- **PROMPT**
Pull out every line in the data that has the string "element" in it.

::: DATA FOR ANALYSIS

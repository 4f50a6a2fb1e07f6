//! Character reference handling in both directions.
//!
//! [`escape_html`] is the single escaping routine used by the template engine and the
//! serializer. [`decode_entities`] is the deliberately narrow decoder used by the tokenizer.

/// Neutralizes the five HTML metacharacters `& < > " '`.
///
/// Single left-to-right pass: replacement text is never rescanned, so `&` is never
/// double-escaped.
pub fn escape_html(text: &str) -> String {
    let bytes = text.as_bytes();
    let mut out = String::with_capacity(text.len() + text.len() / 8);
    let mut copy_start = 0;

    for (i, &b) in bytes.iter().enumerate() {
        let replacement = match b {
            b'&' => "&amp;",
            b'<' => "&lt;",
            b'>' => "&gt;",
            b'"' => "&quot;",
            b'\'' => "&#39;",
            _ => continue,
        };
        // All matched bytes are ASCII, so `i` is a char boundary.
        out.push_str(&text[copy_start..i]);
        out.push_str(replacement);
        copy_start = i + 1;
    }
    out.push_str(&text[copy_start..]);
    out
}

const NAMED: &[(&[u8], char)] = &[
    (b"&amp;", '&'),
    (b"&lt;", '<'),
    (b"&gt;", '>'),
    (b"&quot;", '"'),
    (b"&apos;", '\''),
    (b"&nbsp;", '\u{00A0}'),
];

const MAX_HEX_DIGITS: usize = 6; // 0x10FFFF
const MAX_DEC_DIGITS: usize = 7; // 1114111

/// Decodes a minimal subset of character references.
///
/// - Named: `&amp;`, `&lt;`, `&gt;`, `&quot;`, `&apos;`, `&nbsp;`.
/// - Numeric, only when well-formed and `;`-terminated: `&#123;`, `&#x1F4A9;`.
/// - Anything else (unknown names, missing `;`, invalid scalars, overlong digit runs) is
///   left unchanged.
pub(crate) fn decode_entities(s: &str) -> String {
    let bytes = s.as_bytes();
    let mut out = String::with_capacity(s.len());
    let mut copy_start = 0;
    let mut i = 0;

    while let Some(rel) = memchr::memchr(b'&', &bytes[i..]) {
        i += rel;
        out.push_str(&s[copy_start..i]);

        let decoded = decode_named(&bytes[i..]).or_else(|| decode_numeric(&bytes[i..]));
        match decoded {
            Some((ch, consumed)) => {
                out.push(ch);
                i += consumed;
            }
            None => {
                out.push('&');
                i += 1;
            }
        }
        copy_start = i;
    }

    out.push_str(&s[copy_start..]);
    out
}

fn decode_named(rest: &[u8]) -> Option<(char, usize)> {
    NAMED
        .iter()
        .find(|(name, _)| rest.starts_with(name))
        .map(|(name, ch)| (*ch, name.len()))
}

fn decode_numeric(rest: &[u8]) -> Option<(char, usize)> {
    let (digits_start, radix, max_digits) = match rest {
        [b'&', b'#', b'x' | b'X', ..] => (3, 16, MAX_HEX_DIGITS),
        [b'&', b'#', ..] => (2, 10, MAX_DEC_DIGITS),
        _ => return None,
    };
    let digits = &rest[digits_start..];
    let len = digits
        .iter()
        .take(max_digits + 1)
        .take_while(|b| (**b as char).is_digit(radix))
        .count();
    if len == 0 || len > max_digits || digits.get(len) != Some(&b';') {
        return None;
    }
    // Digits are ASCII, so the slice is valid UTF-8.
    let text = std::str::from_utf8(&digits[..len]).ok()?;
    let ch = u32::from_str_radix(text, radix).ok().and_then(char::from_u32)?;
    Some((ch, digits_start + len + 1))
}
use crate::entropy::{Entropy, SystemEntropy};
use crate::ids::{DEFAULT_ID_PREFIX, IdGenerator};
use html::DomError;
use std::borrow::Cow;
use std::fmt;

/// Token prefix and the shape of the marker element that stands in for a live node in
/// accumulated markup.
#[derive(Clone, Debug, PartialEq, Eq)]
pub struct RenderConfig {
    pub id_prefix: Cow<'static, str>,
    pub marker_tag: Cow<'static, str>,
    pub marker_attribute: Cow<'static, str>,
}

impl Default for RenderConfig {
    fn default() -> Self {
        Self {
            id_prefix: Cow::Borrowed(DEFAULT_ID_PREFIX),
            marker_tag: Cow::Borrowed("div"),
            marker_attribute: Cow::Borrowed("id"),
        }
    }
}

/// Non-fatal problems found while substituting live nodes.
#[derive(Clone, Debug, PartialEq, Eq)]
pub enum Diagnostic {
    /// No marker with this token survived parsing, e.g. because it was written inside
    /// `<style>`, `<textarea>` or an attribute value. The node was not inserted.
    MissingPlaceholder { token: String, tag: Option<String> },
    /// The marker was found but the node could not be put in its place.
    SubstitutionFailed { token: String, error: DomError },
}

impl fmt::Display for Diagnostic {
    fn fmt(&self, f: &mut fmt::Formatter<'_>) -> fmt::Result {
        match self {
            Diagnostic::MissingPlaceholder { token, tag } => {
                write!(f, "placeholder {token} not found in parsed output")?;
                if let Some(tag) = tag {
                    write!(f, "; <{tag}> element was not inserted")?;
                }
                Ok(())
            }
            Diagnostic::SubstitutionFailed { token, error } => {
                write!(f, "placeholder {token} could not be replaced: {error}")
            }
        }
    }
}

/// Per-caller rendering state: id source, marker shape and collected diagnostics.
#[derive(Debug)]
pub struct RenderContext<E = SystemEntropy> {
    pub(crate) ids: IdGenerator<E>,
    pub(crate) config: RenderConfig,
    diagnostics: Vec<Diagnostic>,
}

impl Default for RenderContext<SystemEntropy> {
    fn default() -> Self {
        Self::new(RenderConfig::default(), SystemEntropy)
    }
}

impl<E: Entropy> RenderContext<E> {
    pub fn new(config: RenderConfig, entropy: E) -> Self {
        Self {
            ids: IdGenerator::new(entropy).with_prefix(config.id_prefix.clone()),
            config,
            diagnostics: Vec::new(),
        }
    }

    /// Default configuration with the given entropy source.
    pub fn with_entropy(entropy: E) -> Self {
        Self::new(RenderConfig::default(), entropy)
    }

    pub fn config(&self) -> &RenderConfig {
        &self.config
    }

    pub fn ids(&self) -> &IdGenerator<E> {
        &self.ids
    }

    pub fn id_prefix(&self) -> &str {
        self.ids.prefix()
    }

    pub fn diagnostics(&self) -> &[Diagnostic] {
        &self.diagnostics
    }

    pub fn take_diagnostics(&mut self) -> Vec<Diagnostic> {
        std::mem::take(&mut self.diagnostics)
    }

    pub(crate) fn report(&mut self, diagnostic: Diagnostic) {
        log::warn!(target: "markup.render", "{diagnostic}");
        self.diagnostics.push(diagnostic);
    }
}

#[cfg(test)]
mod tests {
    use super::*;

    #[test]
    fn diagnostics_display_and_drain() {
        let mut cx: RenderContext = RenderContext::default();
        assert_eq!(cx.id_prefix(), DEFAULT_ID_PREFIX);
        cx.report(Diagnostic::MissingPlaceholder {
            token: "sym_1".to_string(),
            tag: Some("b".to_string()),
        });
        assert_eq!(
            cx.diagnostics()[0].to_string(),
            "placeholder sym_1 not found in parsed output; <b> element was not inserted"
        );
        assert_eq!(cx.take_diagnostics().len(), 1);
        assert!(cx.diagnostics().is_empty());
    }

    #[test]
    fn prefix_is_configurable() {
        let config = RenderConfig {
            id_prefix: "tpl-".into(),
            ..RenderConfig::default()
        };
        let cx = RenderContext::new(config, SystemEntropy);
        assert_eq!(cx.id_prefix(), "tpl-");
        assert_eq!(cx.config().marker_tag, "div");
    }
}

::::::

- **SOLUTION TO THIS PROBLEM**
/// Token prefix and the shape of the marker element that stands in for a live node in
                    write!(f, "; <{tag}> element was not inserted")?;
            "placeholder sym_1 not found in parsed output; <b> element was not inserted"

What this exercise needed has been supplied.